• [Assignment] Below are entries. Pull out all lines containing "memory".

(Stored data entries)
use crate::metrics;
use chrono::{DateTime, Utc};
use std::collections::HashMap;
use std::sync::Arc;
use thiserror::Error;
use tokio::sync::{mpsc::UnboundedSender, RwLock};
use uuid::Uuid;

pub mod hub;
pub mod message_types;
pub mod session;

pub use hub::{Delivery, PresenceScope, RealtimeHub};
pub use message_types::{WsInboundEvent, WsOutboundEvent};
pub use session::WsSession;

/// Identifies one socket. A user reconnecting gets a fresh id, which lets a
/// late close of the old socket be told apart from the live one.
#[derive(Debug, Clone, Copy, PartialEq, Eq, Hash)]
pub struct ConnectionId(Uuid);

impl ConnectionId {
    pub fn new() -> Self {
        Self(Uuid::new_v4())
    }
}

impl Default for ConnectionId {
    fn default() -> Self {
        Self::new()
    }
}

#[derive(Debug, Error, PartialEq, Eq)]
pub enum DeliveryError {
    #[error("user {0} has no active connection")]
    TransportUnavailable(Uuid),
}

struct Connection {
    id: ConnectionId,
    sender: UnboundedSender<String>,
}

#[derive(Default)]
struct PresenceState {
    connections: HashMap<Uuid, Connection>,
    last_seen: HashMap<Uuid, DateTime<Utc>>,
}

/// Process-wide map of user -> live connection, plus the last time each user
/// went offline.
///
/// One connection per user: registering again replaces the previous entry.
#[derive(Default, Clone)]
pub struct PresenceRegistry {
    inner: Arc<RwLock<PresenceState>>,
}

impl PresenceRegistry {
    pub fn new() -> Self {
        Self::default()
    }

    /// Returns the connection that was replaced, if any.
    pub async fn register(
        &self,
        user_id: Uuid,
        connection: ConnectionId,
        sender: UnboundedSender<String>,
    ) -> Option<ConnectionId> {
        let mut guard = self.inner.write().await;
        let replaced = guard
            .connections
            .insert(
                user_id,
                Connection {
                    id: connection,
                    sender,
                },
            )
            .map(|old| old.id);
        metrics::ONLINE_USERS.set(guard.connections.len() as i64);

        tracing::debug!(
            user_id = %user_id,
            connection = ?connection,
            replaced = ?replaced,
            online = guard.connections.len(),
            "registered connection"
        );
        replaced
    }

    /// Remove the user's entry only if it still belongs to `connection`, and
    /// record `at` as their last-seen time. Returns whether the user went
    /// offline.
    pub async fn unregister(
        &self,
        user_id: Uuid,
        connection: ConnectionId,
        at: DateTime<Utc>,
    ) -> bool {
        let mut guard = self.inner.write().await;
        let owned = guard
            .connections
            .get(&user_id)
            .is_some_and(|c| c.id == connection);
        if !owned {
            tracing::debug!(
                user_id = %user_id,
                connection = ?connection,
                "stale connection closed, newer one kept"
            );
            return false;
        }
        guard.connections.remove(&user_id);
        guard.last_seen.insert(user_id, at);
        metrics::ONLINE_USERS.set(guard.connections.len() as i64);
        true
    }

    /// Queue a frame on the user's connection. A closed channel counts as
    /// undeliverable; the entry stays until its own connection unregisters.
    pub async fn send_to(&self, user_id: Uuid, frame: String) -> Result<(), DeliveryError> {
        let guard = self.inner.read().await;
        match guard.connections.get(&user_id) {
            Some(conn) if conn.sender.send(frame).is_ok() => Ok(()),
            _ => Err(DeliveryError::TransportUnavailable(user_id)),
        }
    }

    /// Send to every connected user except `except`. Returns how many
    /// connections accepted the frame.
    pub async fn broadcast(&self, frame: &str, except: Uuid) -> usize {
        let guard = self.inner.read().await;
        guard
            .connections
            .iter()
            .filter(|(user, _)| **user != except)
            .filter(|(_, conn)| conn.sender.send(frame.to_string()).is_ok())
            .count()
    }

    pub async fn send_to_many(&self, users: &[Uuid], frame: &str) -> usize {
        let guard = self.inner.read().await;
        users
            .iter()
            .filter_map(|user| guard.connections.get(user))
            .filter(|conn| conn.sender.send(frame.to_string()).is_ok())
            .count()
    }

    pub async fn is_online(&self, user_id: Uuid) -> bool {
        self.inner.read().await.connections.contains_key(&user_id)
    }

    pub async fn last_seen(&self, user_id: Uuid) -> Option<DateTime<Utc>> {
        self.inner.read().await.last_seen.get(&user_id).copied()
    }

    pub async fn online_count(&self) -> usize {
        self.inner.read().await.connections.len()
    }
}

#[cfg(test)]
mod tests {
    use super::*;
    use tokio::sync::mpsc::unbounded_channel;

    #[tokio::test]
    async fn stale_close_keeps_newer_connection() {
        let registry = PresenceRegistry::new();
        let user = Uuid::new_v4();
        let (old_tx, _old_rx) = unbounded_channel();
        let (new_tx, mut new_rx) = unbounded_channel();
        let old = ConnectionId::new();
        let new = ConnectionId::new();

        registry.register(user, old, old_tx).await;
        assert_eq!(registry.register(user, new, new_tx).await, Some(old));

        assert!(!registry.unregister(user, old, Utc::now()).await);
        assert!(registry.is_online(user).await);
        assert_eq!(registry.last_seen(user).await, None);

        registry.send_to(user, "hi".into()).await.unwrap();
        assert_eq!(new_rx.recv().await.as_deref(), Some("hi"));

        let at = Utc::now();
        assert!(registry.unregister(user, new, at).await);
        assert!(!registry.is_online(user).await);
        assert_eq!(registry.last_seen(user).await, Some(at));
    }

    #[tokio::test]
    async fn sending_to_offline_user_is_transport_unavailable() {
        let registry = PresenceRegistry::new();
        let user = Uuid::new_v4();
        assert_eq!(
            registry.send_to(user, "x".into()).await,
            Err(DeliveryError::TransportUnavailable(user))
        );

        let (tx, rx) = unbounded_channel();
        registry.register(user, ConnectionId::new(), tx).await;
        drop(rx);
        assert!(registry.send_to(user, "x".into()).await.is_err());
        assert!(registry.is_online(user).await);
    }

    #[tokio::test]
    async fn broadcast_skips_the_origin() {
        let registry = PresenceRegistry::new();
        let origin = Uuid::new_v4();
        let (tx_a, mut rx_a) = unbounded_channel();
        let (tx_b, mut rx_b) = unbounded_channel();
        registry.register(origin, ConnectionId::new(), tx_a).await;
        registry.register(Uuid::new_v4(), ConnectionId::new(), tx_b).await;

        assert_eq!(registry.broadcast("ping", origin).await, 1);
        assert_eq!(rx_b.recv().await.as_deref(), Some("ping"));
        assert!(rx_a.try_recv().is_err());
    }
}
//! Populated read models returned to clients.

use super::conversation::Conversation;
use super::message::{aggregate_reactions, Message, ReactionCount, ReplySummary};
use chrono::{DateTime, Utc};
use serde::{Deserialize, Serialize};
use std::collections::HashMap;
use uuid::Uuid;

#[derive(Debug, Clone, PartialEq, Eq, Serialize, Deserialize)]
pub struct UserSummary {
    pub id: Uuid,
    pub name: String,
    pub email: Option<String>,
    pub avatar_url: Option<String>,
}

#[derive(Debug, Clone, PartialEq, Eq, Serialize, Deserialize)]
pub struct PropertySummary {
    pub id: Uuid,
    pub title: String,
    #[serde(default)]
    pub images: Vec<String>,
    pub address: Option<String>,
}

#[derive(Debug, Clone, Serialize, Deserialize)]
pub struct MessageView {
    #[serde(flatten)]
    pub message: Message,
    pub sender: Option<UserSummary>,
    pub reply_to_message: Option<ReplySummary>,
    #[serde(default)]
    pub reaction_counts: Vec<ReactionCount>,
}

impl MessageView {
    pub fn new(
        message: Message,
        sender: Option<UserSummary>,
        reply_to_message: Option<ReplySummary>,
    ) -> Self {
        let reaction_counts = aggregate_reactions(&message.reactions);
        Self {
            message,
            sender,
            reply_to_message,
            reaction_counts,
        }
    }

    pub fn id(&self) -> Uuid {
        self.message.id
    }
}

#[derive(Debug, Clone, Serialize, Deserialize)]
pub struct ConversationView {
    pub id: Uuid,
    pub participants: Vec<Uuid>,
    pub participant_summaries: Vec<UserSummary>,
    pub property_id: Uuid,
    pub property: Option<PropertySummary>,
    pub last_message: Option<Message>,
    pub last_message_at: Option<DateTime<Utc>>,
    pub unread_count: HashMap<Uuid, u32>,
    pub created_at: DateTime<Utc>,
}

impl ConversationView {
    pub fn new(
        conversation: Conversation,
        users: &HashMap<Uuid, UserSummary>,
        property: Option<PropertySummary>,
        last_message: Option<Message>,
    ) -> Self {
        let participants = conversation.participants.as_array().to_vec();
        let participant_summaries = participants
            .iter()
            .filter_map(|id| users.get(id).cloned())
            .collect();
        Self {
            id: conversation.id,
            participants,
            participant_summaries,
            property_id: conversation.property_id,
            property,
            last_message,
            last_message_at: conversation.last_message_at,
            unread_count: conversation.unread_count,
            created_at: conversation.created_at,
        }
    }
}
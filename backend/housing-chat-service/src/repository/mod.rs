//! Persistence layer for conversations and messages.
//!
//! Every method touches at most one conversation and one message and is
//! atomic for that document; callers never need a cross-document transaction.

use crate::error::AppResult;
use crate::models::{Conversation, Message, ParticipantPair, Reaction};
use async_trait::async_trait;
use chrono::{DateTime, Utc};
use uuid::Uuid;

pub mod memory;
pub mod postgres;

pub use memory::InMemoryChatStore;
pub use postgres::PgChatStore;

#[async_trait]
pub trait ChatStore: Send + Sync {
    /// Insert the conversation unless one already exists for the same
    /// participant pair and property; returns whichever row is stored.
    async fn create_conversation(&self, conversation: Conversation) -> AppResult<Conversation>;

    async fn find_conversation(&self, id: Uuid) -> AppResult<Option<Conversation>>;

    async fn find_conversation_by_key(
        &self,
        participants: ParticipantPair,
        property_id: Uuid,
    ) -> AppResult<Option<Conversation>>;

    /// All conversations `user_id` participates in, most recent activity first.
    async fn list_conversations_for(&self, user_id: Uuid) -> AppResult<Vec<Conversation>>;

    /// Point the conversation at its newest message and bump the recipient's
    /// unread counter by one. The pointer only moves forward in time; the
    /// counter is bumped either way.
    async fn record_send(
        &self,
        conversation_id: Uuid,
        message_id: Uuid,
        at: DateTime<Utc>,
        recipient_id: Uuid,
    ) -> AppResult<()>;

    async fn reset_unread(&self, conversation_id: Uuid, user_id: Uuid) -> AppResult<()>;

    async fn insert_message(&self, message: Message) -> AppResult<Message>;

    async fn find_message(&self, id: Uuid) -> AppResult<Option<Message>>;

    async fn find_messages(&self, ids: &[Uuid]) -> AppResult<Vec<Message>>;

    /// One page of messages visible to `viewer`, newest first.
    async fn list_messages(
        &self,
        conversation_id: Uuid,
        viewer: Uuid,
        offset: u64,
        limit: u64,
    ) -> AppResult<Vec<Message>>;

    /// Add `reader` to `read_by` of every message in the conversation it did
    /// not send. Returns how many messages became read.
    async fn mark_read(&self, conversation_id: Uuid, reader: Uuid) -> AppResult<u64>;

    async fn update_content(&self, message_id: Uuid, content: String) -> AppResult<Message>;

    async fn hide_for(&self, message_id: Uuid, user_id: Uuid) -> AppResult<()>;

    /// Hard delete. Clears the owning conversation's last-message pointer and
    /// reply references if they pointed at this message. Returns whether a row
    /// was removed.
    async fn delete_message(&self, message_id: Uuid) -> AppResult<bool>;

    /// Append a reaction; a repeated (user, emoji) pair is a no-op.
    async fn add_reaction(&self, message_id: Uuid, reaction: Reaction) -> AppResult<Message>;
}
...
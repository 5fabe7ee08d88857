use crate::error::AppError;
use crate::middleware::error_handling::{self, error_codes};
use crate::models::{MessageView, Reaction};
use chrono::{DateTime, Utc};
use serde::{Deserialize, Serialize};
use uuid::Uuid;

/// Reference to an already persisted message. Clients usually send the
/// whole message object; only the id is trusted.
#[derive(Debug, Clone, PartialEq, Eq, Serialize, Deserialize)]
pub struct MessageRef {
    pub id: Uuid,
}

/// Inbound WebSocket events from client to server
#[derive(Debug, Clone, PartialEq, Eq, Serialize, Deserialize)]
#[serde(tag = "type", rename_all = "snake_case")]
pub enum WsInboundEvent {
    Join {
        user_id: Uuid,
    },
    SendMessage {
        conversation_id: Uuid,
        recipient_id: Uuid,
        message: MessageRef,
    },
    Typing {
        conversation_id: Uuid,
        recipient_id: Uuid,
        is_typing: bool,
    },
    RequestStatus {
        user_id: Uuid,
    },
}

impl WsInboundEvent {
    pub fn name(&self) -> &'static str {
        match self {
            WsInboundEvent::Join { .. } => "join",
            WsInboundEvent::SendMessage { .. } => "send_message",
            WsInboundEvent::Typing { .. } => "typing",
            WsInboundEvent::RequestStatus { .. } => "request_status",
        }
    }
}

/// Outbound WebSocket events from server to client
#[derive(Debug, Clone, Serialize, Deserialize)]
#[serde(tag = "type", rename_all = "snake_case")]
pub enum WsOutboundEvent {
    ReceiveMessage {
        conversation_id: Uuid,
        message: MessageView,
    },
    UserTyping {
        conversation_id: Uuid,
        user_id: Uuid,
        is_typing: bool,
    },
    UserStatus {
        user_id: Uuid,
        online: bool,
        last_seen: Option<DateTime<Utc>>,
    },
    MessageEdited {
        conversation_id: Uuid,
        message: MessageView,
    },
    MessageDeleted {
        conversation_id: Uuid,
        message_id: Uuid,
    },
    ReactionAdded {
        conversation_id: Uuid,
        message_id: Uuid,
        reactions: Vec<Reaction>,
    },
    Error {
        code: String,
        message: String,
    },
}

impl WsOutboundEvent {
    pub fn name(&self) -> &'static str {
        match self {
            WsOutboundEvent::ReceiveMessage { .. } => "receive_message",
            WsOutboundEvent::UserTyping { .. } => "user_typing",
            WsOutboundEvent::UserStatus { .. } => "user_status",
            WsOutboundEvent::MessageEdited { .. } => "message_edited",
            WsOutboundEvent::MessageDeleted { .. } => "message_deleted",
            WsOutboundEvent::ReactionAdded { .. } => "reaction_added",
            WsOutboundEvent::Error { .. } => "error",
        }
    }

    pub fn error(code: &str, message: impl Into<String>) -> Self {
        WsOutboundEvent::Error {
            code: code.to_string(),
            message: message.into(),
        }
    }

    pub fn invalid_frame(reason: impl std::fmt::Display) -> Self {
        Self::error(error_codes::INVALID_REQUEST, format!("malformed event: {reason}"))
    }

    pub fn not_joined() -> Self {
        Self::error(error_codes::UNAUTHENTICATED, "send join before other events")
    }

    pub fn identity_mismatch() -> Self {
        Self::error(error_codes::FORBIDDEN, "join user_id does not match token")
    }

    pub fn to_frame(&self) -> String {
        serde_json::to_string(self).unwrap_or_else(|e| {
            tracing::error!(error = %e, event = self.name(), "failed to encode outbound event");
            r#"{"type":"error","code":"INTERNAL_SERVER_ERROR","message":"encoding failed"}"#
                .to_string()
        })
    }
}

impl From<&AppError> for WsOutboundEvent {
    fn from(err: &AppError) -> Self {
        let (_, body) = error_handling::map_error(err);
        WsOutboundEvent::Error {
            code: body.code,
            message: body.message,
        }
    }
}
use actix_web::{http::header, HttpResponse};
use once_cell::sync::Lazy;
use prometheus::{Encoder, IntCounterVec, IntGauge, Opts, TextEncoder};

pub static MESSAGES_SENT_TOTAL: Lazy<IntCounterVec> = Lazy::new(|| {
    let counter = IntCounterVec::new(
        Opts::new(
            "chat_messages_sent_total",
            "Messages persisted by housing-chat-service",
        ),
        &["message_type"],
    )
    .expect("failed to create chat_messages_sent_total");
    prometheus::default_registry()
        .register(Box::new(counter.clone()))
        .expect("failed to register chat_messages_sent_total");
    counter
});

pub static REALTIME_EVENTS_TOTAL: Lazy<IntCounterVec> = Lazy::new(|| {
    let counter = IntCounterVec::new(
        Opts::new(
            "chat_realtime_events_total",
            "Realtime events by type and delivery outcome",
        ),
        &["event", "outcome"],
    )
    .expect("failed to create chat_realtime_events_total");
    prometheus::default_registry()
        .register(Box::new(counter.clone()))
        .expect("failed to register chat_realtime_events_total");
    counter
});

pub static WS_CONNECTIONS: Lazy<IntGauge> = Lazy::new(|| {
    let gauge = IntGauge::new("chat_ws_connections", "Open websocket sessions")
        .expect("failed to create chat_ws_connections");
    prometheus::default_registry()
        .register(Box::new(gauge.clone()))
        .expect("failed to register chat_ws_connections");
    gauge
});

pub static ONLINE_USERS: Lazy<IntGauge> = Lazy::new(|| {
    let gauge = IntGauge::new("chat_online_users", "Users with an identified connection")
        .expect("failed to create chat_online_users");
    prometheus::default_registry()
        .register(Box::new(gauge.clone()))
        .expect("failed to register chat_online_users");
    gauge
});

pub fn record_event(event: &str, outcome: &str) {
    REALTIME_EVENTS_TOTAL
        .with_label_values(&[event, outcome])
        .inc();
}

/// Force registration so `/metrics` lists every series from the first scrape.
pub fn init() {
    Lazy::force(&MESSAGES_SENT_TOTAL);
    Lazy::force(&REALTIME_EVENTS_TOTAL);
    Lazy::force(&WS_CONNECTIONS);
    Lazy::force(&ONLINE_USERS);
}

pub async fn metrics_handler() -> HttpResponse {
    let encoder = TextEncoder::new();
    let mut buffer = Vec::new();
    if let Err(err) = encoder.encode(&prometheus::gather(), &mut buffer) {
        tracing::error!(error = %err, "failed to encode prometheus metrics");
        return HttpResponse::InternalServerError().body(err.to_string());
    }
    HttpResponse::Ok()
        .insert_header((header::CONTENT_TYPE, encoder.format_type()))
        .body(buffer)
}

• [Answer box]
pub mod memory;
pub use memory::InMemoryChatStore;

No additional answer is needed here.